• _EXERCISE GOAL_
The lines below starting at the line containing "Self::Json => serde_json::from_slice(bytes).map_err(|e|" and ending at the line containing "pub struct Checkpointer" are to be repeated exactly, with both ends kept and nothing else added.
····················
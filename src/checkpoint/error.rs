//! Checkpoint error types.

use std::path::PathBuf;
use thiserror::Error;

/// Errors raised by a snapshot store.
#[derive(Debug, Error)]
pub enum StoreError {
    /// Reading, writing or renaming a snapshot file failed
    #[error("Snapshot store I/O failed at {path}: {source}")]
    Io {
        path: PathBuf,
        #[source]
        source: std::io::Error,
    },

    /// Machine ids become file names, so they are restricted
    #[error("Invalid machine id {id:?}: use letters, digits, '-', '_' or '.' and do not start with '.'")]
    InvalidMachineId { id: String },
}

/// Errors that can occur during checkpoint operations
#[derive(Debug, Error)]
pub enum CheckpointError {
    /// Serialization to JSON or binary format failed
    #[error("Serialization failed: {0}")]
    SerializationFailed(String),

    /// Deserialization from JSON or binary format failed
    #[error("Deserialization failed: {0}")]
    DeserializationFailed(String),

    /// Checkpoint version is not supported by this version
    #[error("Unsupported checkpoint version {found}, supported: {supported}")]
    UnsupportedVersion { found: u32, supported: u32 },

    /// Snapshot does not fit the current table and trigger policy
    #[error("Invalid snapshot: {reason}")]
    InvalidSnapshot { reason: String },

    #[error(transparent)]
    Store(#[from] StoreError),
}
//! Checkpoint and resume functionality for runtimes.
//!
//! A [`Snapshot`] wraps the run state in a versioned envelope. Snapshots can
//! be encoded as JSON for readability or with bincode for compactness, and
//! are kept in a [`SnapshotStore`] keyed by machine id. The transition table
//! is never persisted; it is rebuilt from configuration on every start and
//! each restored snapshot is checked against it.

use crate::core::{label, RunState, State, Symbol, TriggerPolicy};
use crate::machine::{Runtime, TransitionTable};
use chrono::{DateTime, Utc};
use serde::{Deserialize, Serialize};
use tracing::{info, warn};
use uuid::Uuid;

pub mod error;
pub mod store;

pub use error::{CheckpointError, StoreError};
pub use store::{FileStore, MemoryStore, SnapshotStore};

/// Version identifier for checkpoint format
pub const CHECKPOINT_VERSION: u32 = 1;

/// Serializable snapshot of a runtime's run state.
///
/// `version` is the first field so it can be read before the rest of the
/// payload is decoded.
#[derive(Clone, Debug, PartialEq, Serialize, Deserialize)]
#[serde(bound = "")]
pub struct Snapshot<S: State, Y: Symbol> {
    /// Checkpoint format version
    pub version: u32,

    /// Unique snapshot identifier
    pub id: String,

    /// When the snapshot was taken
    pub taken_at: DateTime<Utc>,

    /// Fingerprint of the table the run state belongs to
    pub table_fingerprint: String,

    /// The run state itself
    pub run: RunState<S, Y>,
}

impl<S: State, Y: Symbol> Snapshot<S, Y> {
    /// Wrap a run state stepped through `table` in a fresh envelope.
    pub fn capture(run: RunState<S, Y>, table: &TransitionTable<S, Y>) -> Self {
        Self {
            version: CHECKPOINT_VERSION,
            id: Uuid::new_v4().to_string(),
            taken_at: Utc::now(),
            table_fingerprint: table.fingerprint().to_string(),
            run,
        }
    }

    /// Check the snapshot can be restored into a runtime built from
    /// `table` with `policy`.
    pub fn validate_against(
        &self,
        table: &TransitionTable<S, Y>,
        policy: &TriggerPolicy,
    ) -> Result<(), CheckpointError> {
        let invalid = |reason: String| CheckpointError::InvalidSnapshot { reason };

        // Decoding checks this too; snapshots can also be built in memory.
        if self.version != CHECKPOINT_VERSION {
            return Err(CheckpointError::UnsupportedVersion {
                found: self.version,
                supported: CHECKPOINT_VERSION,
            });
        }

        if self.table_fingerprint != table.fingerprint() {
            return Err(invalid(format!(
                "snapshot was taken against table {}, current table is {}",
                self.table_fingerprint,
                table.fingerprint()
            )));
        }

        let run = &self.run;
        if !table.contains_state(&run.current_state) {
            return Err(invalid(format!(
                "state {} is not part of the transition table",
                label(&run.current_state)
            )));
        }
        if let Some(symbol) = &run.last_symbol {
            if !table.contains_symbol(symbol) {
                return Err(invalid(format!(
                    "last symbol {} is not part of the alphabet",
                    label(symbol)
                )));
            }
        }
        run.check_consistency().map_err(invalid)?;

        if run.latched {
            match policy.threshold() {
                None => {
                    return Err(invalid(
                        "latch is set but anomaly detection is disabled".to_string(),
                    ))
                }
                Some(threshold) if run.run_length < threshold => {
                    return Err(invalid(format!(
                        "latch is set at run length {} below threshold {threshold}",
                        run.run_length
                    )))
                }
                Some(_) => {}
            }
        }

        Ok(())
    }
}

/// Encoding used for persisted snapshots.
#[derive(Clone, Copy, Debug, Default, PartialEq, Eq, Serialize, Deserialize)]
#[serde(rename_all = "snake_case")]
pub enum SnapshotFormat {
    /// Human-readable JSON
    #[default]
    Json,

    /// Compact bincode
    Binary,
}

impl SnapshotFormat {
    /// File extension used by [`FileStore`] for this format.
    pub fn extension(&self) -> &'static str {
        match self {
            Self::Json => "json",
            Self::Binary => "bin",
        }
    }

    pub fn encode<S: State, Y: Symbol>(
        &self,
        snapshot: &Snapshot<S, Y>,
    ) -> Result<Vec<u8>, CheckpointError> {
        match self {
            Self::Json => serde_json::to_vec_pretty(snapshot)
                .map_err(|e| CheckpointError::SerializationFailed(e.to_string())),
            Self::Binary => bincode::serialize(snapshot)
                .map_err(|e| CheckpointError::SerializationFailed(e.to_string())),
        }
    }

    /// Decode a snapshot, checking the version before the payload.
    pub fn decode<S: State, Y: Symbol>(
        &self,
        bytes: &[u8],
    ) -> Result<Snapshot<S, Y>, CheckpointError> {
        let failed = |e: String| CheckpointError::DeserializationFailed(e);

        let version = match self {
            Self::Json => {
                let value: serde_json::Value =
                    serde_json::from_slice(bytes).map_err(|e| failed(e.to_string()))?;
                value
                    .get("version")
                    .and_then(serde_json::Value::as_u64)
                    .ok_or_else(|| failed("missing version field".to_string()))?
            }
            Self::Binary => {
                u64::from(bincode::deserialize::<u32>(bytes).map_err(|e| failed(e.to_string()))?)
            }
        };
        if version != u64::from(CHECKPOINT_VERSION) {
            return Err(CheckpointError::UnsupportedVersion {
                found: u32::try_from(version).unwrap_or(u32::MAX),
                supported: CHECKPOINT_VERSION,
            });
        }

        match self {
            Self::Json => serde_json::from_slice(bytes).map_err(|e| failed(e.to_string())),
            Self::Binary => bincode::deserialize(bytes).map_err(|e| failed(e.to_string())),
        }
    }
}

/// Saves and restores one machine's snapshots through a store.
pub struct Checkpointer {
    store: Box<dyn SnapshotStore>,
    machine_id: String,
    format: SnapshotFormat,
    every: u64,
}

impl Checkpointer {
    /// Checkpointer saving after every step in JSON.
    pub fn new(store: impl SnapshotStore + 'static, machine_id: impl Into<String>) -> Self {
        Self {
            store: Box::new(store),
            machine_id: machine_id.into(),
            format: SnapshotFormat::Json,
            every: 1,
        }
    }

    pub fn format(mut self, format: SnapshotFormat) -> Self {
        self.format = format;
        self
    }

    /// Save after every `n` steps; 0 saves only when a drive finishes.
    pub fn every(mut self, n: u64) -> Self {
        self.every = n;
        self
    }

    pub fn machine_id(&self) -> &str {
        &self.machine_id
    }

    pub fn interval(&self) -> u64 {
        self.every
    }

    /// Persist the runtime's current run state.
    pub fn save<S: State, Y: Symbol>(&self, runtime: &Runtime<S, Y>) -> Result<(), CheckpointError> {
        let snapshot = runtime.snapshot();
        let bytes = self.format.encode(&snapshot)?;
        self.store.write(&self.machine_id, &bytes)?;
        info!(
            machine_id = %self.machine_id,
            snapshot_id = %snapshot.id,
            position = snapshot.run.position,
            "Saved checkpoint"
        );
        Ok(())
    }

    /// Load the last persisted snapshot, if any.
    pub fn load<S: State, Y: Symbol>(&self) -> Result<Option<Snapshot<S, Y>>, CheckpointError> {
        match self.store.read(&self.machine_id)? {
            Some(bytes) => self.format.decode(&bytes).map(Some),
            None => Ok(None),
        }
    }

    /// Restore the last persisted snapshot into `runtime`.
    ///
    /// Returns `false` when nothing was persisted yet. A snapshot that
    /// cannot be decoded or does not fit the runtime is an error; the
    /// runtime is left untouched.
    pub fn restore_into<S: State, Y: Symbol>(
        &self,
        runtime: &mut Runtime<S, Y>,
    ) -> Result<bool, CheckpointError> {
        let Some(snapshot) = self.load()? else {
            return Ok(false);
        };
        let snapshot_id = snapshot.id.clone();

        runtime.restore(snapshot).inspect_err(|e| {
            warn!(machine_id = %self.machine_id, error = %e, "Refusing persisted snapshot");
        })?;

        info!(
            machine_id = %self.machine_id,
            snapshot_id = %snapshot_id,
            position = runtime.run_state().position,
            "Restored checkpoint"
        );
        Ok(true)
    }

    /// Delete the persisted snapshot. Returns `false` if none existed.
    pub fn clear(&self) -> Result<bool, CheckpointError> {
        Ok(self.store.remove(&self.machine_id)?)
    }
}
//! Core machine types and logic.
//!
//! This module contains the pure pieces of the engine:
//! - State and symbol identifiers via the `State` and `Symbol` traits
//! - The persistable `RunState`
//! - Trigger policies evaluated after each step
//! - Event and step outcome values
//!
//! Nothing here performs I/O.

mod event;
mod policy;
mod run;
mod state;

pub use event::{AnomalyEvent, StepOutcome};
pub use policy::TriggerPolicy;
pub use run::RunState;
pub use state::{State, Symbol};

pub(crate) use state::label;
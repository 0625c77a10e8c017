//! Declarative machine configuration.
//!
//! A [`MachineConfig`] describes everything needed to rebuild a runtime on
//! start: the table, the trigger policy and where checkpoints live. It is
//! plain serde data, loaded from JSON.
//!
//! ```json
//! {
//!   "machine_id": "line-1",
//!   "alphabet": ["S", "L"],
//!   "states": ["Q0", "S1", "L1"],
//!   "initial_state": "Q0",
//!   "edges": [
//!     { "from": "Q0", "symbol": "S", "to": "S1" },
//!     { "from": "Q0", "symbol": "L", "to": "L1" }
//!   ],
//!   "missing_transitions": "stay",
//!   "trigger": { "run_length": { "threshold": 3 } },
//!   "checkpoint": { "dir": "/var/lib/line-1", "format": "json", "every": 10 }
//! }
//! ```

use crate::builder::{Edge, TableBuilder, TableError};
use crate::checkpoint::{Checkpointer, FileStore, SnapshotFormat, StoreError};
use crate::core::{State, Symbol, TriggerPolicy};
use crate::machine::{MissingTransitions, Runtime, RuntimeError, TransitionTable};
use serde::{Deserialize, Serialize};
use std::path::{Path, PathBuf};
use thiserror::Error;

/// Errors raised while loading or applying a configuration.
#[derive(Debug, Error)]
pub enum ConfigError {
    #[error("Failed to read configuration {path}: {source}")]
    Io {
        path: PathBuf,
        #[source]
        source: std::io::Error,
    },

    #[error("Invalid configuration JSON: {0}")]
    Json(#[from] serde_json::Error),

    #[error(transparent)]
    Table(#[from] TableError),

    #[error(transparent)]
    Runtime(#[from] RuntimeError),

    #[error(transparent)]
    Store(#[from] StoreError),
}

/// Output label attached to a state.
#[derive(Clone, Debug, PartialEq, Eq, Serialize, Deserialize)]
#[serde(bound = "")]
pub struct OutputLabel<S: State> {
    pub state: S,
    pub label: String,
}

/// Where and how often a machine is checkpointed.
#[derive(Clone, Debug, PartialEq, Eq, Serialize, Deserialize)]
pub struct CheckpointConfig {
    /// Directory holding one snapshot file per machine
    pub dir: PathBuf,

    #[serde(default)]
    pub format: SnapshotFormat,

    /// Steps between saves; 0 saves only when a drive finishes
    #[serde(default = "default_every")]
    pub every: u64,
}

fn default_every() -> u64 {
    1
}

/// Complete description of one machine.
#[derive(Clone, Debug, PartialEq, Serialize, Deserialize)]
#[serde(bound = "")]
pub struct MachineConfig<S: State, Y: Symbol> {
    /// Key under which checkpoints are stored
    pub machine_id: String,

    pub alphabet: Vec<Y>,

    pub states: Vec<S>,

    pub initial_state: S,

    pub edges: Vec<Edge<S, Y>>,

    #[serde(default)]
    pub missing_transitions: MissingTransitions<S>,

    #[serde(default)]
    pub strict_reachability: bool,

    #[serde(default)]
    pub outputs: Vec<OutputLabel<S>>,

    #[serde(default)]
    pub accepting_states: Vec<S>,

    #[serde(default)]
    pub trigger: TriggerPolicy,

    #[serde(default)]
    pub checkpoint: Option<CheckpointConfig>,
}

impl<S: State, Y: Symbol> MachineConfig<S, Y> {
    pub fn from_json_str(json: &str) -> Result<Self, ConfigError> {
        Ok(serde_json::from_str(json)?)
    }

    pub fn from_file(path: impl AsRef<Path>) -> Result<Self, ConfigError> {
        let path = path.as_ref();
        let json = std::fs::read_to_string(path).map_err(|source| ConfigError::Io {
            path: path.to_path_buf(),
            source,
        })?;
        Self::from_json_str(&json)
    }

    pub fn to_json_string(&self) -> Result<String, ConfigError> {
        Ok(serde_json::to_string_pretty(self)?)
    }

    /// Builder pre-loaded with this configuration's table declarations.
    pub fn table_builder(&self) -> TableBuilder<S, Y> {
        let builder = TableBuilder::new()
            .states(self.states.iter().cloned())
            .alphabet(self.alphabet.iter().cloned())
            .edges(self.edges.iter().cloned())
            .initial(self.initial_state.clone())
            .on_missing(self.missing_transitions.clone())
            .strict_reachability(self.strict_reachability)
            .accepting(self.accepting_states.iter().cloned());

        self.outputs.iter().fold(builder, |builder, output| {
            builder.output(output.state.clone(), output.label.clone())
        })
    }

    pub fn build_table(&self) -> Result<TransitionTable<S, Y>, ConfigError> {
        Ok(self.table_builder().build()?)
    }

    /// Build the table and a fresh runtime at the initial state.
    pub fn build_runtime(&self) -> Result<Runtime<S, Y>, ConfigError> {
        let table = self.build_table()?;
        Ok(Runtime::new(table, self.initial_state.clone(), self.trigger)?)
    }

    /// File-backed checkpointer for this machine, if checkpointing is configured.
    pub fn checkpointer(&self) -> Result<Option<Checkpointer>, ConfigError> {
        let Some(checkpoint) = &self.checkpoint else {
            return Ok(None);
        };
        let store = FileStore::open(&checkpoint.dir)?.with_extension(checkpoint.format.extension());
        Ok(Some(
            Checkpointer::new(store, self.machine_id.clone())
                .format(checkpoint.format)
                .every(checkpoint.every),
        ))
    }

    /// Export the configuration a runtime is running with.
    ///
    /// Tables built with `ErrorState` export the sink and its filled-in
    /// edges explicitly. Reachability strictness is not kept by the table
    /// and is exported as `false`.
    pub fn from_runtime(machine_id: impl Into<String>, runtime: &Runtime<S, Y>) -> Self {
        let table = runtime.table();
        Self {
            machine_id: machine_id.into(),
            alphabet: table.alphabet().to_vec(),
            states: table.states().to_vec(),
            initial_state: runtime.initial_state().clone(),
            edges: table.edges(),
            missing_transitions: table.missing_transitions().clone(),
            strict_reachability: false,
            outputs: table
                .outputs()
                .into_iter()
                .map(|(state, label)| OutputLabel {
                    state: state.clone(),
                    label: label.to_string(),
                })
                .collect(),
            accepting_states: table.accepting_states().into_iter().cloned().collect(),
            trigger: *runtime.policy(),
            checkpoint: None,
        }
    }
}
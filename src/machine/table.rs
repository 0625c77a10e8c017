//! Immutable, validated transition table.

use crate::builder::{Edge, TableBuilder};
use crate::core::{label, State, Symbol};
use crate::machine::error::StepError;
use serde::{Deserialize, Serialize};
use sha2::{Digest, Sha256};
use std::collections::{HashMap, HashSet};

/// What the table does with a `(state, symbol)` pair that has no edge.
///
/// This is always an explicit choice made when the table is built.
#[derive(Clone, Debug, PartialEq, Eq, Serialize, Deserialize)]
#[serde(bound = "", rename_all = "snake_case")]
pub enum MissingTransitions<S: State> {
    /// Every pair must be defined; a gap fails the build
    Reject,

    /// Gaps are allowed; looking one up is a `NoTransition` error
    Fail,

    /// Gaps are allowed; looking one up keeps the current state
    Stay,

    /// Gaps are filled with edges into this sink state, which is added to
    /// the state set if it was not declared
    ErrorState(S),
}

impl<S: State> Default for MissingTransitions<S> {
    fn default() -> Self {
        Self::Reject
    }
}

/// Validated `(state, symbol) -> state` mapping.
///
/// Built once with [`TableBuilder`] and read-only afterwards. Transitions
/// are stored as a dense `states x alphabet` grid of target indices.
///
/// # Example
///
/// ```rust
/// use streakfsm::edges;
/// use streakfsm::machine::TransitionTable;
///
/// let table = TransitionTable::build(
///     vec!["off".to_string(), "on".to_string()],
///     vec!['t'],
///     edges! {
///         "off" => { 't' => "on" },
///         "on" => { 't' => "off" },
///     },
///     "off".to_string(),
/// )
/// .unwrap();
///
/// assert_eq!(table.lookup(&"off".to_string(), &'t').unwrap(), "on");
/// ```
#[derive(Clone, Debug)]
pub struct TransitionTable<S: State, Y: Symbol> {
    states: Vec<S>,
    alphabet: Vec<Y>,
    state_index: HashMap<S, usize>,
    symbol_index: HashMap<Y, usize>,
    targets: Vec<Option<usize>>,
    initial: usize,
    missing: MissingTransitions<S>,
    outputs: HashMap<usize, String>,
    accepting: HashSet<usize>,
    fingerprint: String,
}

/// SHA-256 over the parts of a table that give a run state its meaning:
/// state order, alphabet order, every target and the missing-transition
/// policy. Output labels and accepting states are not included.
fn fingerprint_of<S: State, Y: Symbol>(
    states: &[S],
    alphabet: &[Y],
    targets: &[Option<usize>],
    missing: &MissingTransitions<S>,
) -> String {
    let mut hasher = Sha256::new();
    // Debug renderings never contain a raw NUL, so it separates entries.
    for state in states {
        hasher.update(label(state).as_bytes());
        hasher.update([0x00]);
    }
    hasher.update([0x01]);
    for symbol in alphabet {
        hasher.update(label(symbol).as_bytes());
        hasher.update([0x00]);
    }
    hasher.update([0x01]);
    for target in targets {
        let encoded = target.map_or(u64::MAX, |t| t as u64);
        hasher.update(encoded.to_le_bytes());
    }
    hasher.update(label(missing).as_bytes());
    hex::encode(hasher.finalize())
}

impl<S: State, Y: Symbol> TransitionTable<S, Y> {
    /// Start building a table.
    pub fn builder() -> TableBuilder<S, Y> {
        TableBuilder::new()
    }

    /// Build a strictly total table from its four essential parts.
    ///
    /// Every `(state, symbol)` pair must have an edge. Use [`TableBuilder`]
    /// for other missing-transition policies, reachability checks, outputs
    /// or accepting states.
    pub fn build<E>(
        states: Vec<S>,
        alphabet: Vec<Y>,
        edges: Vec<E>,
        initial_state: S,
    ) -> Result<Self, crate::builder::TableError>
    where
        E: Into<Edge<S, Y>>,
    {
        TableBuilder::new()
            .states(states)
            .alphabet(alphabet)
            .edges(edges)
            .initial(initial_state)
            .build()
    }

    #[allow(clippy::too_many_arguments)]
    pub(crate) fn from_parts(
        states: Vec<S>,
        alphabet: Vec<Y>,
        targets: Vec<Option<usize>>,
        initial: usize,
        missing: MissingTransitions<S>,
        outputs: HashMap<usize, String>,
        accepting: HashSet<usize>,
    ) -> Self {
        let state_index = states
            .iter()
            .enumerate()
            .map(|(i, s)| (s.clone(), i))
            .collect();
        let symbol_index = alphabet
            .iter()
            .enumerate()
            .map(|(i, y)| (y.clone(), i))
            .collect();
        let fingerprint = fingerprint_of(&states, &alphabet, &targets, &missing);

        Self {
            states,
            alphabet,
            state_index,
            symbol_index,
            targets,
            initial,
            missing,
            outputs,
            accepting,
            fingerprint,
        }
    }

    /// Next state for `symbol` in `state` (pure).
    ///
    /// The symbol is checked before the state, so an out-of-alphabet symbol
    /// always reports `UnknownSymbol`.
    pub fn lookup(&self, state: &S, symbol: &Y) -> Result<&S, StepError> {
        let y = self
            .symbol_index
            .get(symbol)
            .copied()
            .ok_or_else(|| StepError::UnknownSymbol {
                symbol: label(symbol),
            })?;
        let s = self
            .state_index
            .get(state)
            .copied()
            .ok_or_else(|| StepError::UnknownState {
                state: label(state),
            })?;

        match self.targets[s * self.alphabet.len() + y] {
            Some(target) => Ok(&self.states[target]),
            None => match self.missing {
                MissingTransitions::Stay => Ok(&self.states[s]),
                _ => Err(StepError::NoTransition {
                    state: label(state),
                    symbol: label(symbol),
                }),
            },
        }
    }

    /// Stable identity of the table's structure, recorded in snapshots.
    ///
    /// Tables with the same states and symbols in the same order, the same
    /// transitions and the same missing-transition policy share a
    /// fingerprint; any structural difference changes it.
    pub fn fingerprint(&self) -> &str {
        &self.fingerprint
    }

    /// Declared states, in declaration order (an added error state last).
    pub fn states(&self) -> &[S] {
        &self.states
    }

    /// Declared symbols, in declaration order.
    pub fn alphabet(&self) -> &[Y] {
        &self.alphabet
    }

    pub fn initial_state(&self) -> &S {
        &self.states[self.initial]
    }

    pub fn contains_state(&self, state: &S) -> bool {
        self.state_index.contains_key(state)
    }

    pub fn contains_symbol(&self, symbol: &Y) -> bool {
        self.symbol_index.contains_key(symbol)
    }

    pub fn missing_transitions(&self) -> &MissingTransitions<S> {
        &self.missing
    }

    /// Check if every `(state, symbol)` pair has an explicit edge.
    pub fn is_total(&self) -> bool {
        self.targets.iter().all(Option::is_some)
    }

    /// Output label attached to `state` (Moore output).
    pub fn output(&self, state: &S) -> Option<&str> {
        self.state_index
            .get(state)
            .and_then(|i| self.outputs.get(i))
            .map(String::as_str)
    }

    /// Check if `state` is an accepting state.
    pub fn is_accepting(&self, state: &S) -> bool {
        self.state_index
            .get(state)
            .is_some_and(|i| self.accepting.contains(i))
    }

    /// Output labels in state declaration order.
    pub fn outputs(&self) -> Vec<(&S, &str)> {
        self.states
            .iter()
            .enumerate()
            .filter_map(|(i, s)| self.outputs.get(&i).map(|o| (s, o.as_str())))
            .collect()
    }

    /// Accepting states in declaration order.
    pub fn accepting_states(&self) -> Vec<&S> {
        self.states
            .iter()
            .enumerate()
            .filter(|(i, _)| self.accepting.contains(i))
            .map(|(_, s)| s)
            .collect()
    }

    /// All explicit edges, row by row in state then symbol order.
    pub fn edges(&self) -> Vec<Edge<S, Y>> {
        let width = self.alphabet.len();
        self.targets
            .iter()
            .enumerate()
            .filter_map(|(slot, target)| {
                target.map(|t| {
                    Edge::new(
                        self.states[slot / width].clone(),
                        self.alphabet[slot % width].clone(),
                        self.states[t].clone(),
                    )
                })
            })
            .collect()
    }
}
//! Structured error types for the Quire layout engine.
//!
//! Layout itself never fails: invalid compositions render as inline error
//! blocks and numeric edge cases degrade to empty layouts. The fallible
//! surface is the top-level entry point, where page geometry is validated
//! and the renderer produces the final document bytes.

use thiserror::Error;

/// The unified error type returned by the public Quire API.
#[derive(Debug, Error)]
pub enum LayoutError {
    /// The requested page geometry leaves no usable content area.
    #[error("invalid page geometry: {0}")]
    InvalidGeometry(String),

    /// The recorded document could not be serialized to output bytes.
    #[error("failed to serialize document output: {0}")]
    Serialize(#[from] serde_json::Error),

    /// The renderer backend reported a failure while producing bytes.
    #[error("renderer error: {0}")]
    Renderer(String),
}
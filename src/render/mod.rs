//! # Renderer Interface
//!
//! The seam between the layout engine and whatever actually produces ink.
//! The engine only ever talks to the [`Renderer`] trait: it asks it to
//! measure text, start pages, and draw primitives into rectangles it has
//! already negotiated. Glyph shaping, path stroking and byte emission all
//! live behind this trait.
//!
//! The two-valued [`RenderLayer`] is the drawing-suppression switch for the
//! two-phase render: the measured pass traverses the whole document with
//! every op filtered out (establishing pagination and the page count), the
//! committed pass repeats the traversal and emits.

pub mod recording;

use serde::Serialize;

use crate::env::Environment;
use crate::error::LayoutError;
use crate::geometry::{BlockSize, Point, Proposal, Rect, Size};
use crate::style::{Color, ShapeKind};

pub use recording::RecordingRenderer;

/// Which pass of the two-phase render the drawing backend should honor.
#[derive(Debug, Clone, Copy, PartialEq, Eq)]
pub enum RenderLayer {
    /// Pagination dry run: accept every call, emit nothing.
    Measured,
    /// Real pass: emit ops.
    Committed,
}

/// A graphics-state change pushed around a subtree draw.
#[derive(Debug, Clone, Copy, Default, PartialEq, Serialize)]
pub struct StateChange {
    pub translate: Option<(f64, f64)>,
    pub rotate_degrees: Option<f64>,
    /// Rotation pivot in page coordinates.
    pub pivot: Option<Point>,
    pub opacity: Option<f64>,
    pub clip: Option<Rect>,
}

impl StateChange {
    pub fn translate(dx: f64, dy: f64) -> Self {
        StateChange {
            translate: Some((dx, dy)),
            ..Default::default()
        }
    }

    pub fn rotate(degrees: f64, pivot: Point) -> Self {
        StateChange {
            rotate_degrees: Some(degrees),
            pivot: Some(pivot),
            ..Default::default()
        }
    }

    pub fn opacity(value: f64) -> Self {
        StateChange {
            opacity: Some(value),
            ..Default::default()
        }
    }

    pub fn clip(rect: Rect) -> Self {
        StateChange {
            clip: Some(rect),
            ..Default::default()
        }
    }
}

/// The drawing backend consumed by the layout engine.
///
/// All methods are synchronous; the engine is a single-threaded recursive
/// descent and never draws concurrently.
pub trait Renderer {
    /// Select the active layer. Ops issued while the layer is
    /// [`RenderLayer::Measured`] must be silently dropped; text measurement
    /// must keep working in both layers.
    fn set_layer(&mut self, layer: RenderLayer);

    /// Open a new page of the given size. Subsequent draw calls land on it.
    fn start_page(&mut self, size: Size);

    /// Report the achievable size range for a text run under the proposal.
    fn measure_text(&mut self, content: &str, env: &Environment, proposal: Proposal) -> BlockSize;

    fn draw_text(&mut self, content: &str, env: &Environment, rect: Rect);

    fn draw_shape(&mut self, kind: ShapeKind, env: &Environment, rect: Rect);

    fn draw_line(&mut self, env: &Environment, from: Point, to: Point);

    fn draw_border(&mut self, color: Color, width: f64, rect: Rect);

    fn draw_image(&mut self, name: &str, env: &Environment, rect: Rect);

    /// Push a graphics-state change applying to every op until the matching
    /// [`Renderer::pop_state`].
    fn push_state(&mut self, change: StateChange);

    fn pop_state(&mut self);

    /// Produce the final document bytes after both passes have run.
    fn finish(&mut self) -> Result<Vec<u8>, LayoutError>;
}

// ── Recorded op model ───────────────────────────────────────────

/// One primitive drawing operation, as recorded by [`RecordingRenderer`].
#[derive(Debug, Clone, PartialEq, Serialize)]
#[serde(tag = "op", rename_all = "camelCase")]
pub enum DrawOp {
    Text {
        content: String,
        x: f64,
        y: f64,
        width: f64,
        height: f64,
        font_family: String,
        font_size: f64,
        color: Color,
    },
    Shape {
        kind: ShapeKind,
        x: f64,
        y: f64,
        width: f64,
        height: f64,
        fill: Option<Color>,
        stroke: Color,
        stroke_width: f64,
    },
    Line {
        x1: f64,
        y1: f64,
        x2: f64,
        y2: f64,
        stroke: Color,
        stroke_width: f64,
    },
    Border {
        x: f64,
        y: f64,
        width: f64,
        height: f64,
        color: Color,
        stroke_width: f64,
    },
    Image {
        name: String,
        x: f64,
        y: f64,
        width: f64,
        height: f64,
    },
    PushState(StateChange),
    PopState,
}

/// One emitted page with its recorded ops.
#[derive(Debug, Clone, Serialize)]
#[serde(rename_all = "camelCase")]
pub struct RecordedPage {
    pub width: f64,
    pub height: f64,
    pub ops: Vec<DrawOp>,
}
····················
• _ANSWER_
            Self::Json => serde_json::from_slice(bytes).map_err(|e| failed(e.to_string())),
            Self::Binary => bincode::deserialize(bytes).map_err(|e| failed(e.to_string())),
        }
    }
}

/// Saves and restores one machine's snapshots through a store.
pub struct Checkpointer {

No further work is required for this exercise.